Synthesis and characteristic properties of polymers P-1-P-3 are described containing the 2,3,5,6-tetraarylated pyrrolo[3,4-c]pyrrole-1,4-dione unit in the main chain. P-1 is prepared from 2,5-bis(4-t-butylphenyl)-3,6-bis(4'-bromophenyl)pyrrolo[3,4-c]pyrrole-1,4-dione (DPP) and 9,9-di-n-hexylfluorene-2,7'-bispinacolato-boronester 3, P-2 from 2,5-bis(4'-bromo-phenyl)-3,6-bis(4-t-butylphenyl)-pyrrolo[3,4-c]pyrrole-1,4-dione (DPP2) and 3, and P-3 from DPP1, 3, and 2,5-bis(n-hexyloxybenzene)-1,4-bispinacolatoboronester 4 via Pd-catalyzed Suzuki coupling.
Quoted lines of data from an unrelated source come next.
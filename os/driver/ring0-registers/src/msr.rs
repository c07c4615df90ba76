//! # Model-Specific Registers (MSR)
//!
//! Raw access to CPU **Model-Specific Registers** through the privileged
//! `RDMSR` and `WRMSR` instructions. The index space is architecture-defined
//! and differs between vendors and even between steppings; an index the
//! executing core does not implement raises **#GP(0)**.
//!
//! ## References
//! - Intel SDM Vol. 4, "Model-Specific Registers (MSRs)"
//! - AMD64 Architecture Programmer's Manual Vol. 2, Appendix A

use crate::{join_edx_eax, split_edx_eax};

/// Identifies a **Model-Specific Register (MSR)** by its architectural index.
///
/// MSR indices are 32-bit identifiers passed in `ecx` to the `rdmsr` and
/// `wrmsr` instructions.
#[repr(transparent)]
#[derive(Debug, Clone, Copy, PartialEq, Eq, PartialOrd, Ord, Hash)]
pub struct Msr(pub u32);

impl Msr {
    /// `IA32_TIME_STAMP_COUNTER`.
    pub const IA32_TIME_STAMP_COUNTER: Self = Self(0x0000_0010);

    /// `IA32_THERM_STATUS`, the per-core digital thermal sensor readout.
    pub const IA32_THERM_STATUS: Self = Self(0x0000_019C);

    /// Creates a new `Msr` from a raw index.
    #[inline(always)]
    #[allow(clippy::inline_always)]
    #[must_use]
    pub const fn new(index: u32) -> Self {
        Self(index)
    }

    /// Returns the underlying raw MSR index.
    #[inline(always)]
    #[allow(clippy::inline_always)]
    #[must_use]
    pub const fn raw(self) -> u32 {
        self.0
    }

    /// Write a 64-bit value to this **Model-Specific Register (MSR)**.
    ///
    /// # Safety
    /// - This function executes the privileged `WRMSR` instruction, which is only
    ///   valid at **CPL=0** (kernel mode). Executing this in user mode will raise a
    ///   **#GP(0)** exception.
    /// - The target MSR must be **valid and writable** on the current CPU.
    ///   Writing an invalid or reserved MSR, or setting reserved bits, causes a
    ///   general protection fault.
    /// - Many MSRs change processor behavior (power limits, clock ratios,
    ///   microcode state). The caller owns the consequences of the write.
    #[cfg(all(feature = "asm", target_arch = "x86_64"))]
    #[inline]
    #[doc(alias = "write_model_specific_register")]
    pub unsafe fn store_raw(self, val: u64) {
        let (hi, lo) = split_edx_eax(val);
        let msr = self.raw();
        unsafe {
            core::arch::asm!(
            "wrmsr",
            in("ecx") msr,
            in("eax") lo,
            in("edx") hi,
            options(nostack, preserves_flags)
            );
        }
    }

    /// Reads the 64-bit value from this **Model-Specific Register (MSR)**.
    ///
    /// # Safety
    /// Same privilege and validity requirements as [`Msr::store_raw`]; reading an
    /// unimplemented index raises **#GP(0)**.
    #[cfg(all(feature = "asm", target_arch = "x86_64"))]
    #[inline(always)]
    #[allow(clippy::inline_always)]
    #[doc(alias = "read_model_specific_register")]
    pub unsafe fn load_raw(self) -> u64 {
        let lo: u32;
        let hi: u32;
        let ecx = self.raw();
        unsafe {
            core::arch::asm!(
            "rdmsr",
            in("ecx") ecx,
            out("eax") lo,
            out("edx") hi,
            options(nomem, nostack, preserves_flags)
            );
        }
        join_edx_eax(hi, lo)
    }
}

impl From<u32> for Msr {
    #[inline]
    fn from(index: u32) -> Self {
        Self::new(index)
    }
}
use crate::platform::{Fault, ModelSpecificRegisters};
use crate::status::AccessError;
use crate::wire::REGISTER_VALUE_LEN;

impl From<Fault> for AccessError {
    fn from(_: Fault) -> Self {
        Self::Unsuccessful
    }
}

fn emit(value: u64, out: &mut [u8]) -> Result<usize, AccessError> {
    out.get_mut(..REGISTER_VALUE_LEN)
        .ok_or(AccessError::InvalidParameter)?
        .copy_from_slice(&value.to_le_bytes());
    Ok(REGISTER_VALUE_LEN)
}

/// Reads MSR `index` into the first eight bytes of `out`.
///
/// # Errors
/// [`AccessError::Unsuccessful`] if the read faulted.
pub fn read_msr<P>(platform: &P, index: u32, out: &mut [u8]) -> Result<usize, AccessError>
where
    P: ModelSpecificRegisters + ?Sized,
{
    let value = platform.read_msr(index).inspect_err(|_| {
        log::debug!("rdmsr {index:#010x} faulted");
    })?;
    emit(value, out)
}

/// # Errors
/// [`AccessError::Unsuccessful`] if the write faulted.
pub fn write_msr<P>(platform: &P, index: u32, value: u64) -> Result<usize, AccessError>
where
    P: ModelSpecificRegisters + ?Sized,
{
    platform.write_msr(index, value).inspect_err(|_| {
        log::debug!("wrmsr {index:#010x} <- {value:#018x} faulted");
    })?;
    Ok(0)
}

/// Reads performance counter `counter` into the first eight bytes of `out`.
///
/// # Errors
/// [`AccessError::Unsuccessful`] if the read faulted.
pub fn read_pmc<P>(platform: &P, counter: u32, out: &mut [u8]) -> Result<usize, AccessError>
where
    P: ModelSpecificRegisters + ?Sized,
{
    let value = platform.read_pmc(counter).inspect_err(|_| {
        log::debug!("rdpmc {counter:#010x} faulted");
    })?;
    emit(value, out)
}
use crate::platform::{PciConfigSpace, PciSlot};
use crate::status::AccessError;
use crate::wire::PciAddress;

impl From<PciAddress> for PciSlot {
    fn from(a: PciAddress) -> Self {
        Self {
            bus: a.bus(),
            device: a.device(),
            function: a.function(),
        }
    }
}

/// Reads `out.len()` bytes of configuration space at `offset`.
///
/// # Errors
/// - [`AccessError::PciBusNotExist`] if the accessor transferred nothing,
/// - [`AccessError::PciNoDevice`] if it returned only the two-byte
///   "no device" vendor ID for a request of any other length,
/// - [`AccessError::PciReadConfig`] for any other short transfer.
pub fn read_pci_config<P>(platform: &P, address: PciAddress, offset: u32, out: &mut [u8]) -> Result<usize, AccessError>
where
    P: PciConfigSpace + ?Sized,
{
    let wanted = out.len();
    let got = platform.read_config(address.into(), offset, out);
    match got {
        0 => Err(AccessError::PciBusNotExist),
        2 if wanted != 2 => Err(AccessError::PciNoDevice),
        n if n != wanted => Err(AccessError::PciReadConfig),
        _ => Ok(wanted),
    }
    .inspect_err(|e| log::debug!("PCI read {address:?}+{offset:#x} ({wanted} bytes, got {got}): {e}"))
}

/// Writes `data` to configuration space at `offset`.
///
/// # Errors
/// [`AccessError::PciWriteConfig`] if fewer bytes than `data.len()` were
/// written.
pub fn write_pci_config<P>(platform: &P, address: PciAddress, offset: u32, data: &[u8]) -> Result<usize, AccessError>
where
    P: PciConfigSpace + ?Sized,
{
    let written = platform.write_config(address.into(), offset, data);
    if written == data.len() {
        Ok(0)
    } else {
        log::debug!("PCI write {address:?}+{offset:#x}: {written} of {} bytes", data.len());
        Err(AccessError::PciWriteConfig)
    }
}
Molecular weights of the polymers are about 8000-10000 Da. All polymers are soluble in common organic solvents such as toluene, chloroform, dichloromethane, tetrahydrofuran (THF), and dimethylsulfoxide (DMSO) and exhibit a strong fluorescence with Stokes shift up to 56 nm (P-3) and quantum yield up to 81% (P-1). Although P-1 and P-2 are isomers, their optical and electrochemical properties are very different. P-1 with a polyconjugated carbon backbone exhibits absorption and fluorescence maxima of 516 and 569 nm, respectively, which are bathochromically shifted by 15-25 nm with regard to monomer DPP1. In P-2, the pi-conjugation of the backbone is interrupted by the lactam N-atoms, so that absorption and fluorescence are similar to those of monomer DPP2 (489 and 531 nm, respectively). Properties of polyconjugated copolymer P-3 are similar to those of P-1, Band gaps of P-1 and P-2 are 2 and 2.3 eV, respectively. Cyclovoltammetric studies indicate irreversible oxidation and reduction cycles.